Almost every developed nation guarantees comprehensive health care coverage to residents through public insurance. This not only eliminates medical debt, medical bankruptcy and discrimination in health coverage, but also actually costs much less—providing better health outcomes for a half to a third of what we in this country spend. Our three Boston communities, with their locally owned businesses and medical professionals who commute to the Longwood area, are particularly affected by the unsustainable costs and inhumanity of our broken health care system.

As of last year, none of JP’s legislators were co-sponsors of the state’s single payer legislation, which was endorsed by one-fourth of the legislature. Rep. Malia has been a co-sponsor in years past, but not recently; Rep. Sánchez has not yet co-sponsored the bill. Senator Chang-Díaz has stated her support for single payer reform, but had specific reservations about the bill that organizers have attempted to address in the new legislation filed this year.
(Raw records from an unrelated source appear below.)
// File: crates/chart-core/src/svg.rs
// Summary: Minimal in-memory SVG element tree with deterministic XML serialisation.

use std::fmt::{self, Write as _};

use indexmap::IndexMap;

pub const SVG_NS: &str = "http://www.w3.org/2000/svg";

/// A child of an element: another element or a run of text.
#[derive(Clone, Debug, PartialEq)]
pub enum Node {
    Element(Element),
    Text(String),
}

impl Node {
    pub fn as_element(&self) -> Option<&Element> {
        match self {
            Node::Element(e) => Some(e),
            Node::Text(_) => None,
        }
    }
}

/// An SVG element. Attributes keep insertion order so output is stable.
#[derive(Clone, Debug, PartialEq)]
pub struct Element {
    tag: String,
    attrs: IndexMap<String, String>,
    pub children: Vec<Node>,
}

impl Element {
    pub fn new(tag: impl Into<String>) -> Self {
        Self { tag: tag.into(), attrs: IndexMap::new(), children: Vec::new() }
    }

    pub fn tag(&self) -> &str { &self.tag }

    /// Builder-style attribute setter.
    pub fn attr(mut self, name: impl Into<String>, value: impl ToString) -> Self {
        self.set_attr(name, value);
        self
    }

    pub fn set_attr(&mut self, name: impl Into<String>, value: impl ToString) {
        self.attrs.insert(name.into(), value.to_string());
    }

    pub fn get_attr(&self, name: &str) -> Option<&str> {
        self.attrs.get(name).map(String::as_str)
    }

    pub fn attrs(&self) -> impl Iterator<Item = (&str, &str)> {
        self.attrs.iter().map(|(k, v)| (k.as_str(), v.as_str()))
    }

    pub fn id(&self) -> Option<&str> { self.get_attr("id") }

    pub fn classes(&self) -> impl Iterator<Item = &str> {
        self.get_attr("class").unwrap_or("").split_whitespace()
    }

    pub fn has_class(&self, class: &str) -> bool {
        self.classes().any(|c| c == class)
    }

    /// Builder-style child append.
    pub fn child(mut self, child: Element) -> Self {
        self.children.push(Node::Element(child));
        self
    }

    /// Builder-style text content.
    pub fn text(mut self, text: impl Into<String>) -> Self {
        self.children.push(Node::Text(text.into()));
        self
    }

    /// Append a child and return a handle to it for further nesting.
    pub fn push(&mut self, child: Element) -> &mut Element {
        self.children.push(Node::Element(child));
        match self.children.last_mut() {
            Some(Node::Element(e)) => e,
            _ => unreachable!("element was just pushed"),
        }
    }

    /// Child elements, skipping text.
    pub fn elements(&self) -> impl Iterator<Item = &Element> {
        self.children.iter().filter_map(Node::as_element)
    }

    /// Concatenated text of this element's subtree.
    pub fn text_content(&self) -> String {
        let mut out = String::new();
        self.collect_text(&mut out);
        out
    }

    fn collect_text(&self, out: &mut String) {
        for child in &self.children {
            match child {
                Node::Text(t) => out.push_str(t),
                Node::Element(e) => e.collect_text(out),
            }
        }
    }

    /// All elements below this one, in document order.
    pub fn descendants(&self) -> Vec<&Element> {
        let mut out = Vec::new();
        let mut stack: Vec<&Element> = self.elements().collect();
        stack.reverse();
        while let Some(e) = stack.pop() {
            out.push(e);
            let before = stack.len();
            stack.extend(e.elements());
            stack[before..].reverse();
        }
        out
    }

    /// Descendants with the given tag and (when not empty) class.
    pub fn select(&self, tag: &str, class: &str) -> Vec<&Element> {
        self.descendants()
            .into_iter()
            .filter(|e| (tag.is_empty() || e.tag == tag) && (class.is_empty() || e.has_class(class)))
            .collect()
    }

    /// Serialise this subtree as XML.
    pub fn to_xml(&self) -> String {
        let mut out = String::new();
        // Writing into a String cannot fail.
        let _ = self.write_xml(&mut out);
        out
    }

    fn write_xml(&self, out: &mut String) -> fmt::Result {
        write!(out, "<{}", self.tag)?;
        for (k, v) in &self.attrs {
            write!(out, " {}=\"{}\"", k, escape(v, true))?;
        }
        if self.children.is_empty() {
            return out.write_str("/>");
        }
        out.write_char('>')?;
        for child in &self.children {
            match child {
                Node::Text(t) => out.write_str(&escape(t, false))?,
                Node::Element(e) => e.write_xml(out)?,
            }
        }
        write!(out, "</{}>", self.tag)
    }
}

impl fmt::Display for Element {
    fn fmt(&self, f: &mut fmt::Formatter<'_>) -> fmt::Result {
        f.write_str(&self.to_xml())
    }
}

fn escape(s: &str, attribute: bool) -> String {
    let mut out = String::with_capacity(s.len());
    for c in s.chars() {
        match c {
            '&' => out.push_str("&amp;"),
            '<' => out.push_str("&lt;"),
            '>' => out.push_str("&gt;"),
            '"' if attribute => out.push_str("&quot;"),
            _ => out.push(c),
        }
    }
    out
}

/// Pixel value with at most two decimals and no trailing zeros (`12.50` → `12.5`, `-0.0` → `0`).
pub fn fmt_num(v: f64) -> String {
    let rounded = (v * 100.0).round() / 100.0;
    if rounded == 0.0 {
        return "0".to_string();
    }
    let s = format!("{rounded:.2}");
    s.trim_end_matches('0').trim_end_matches('.').to_string()
}

/// `fmt_num` with a `px` suffix.
pub fn px(v: f64) -> String {
    format!("{}px", fmt_num(v))
}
Health insurance of some sort has been extended to most of the population in Massachusetts. However, medical bankruptcies in the state have not declined, and for most of our friends, family and neighbors struggling with the health care crisis, it is the cost of care— not the availability of care—that represents the face of this crisis. Decades of attempts to control the costs of health care within the current system—including many years of rate setting and managed care tactics now being considered again—have proven ineffective. Our state’s powerful health care industry lobby makes even these types of measures increasingly difficult to pass.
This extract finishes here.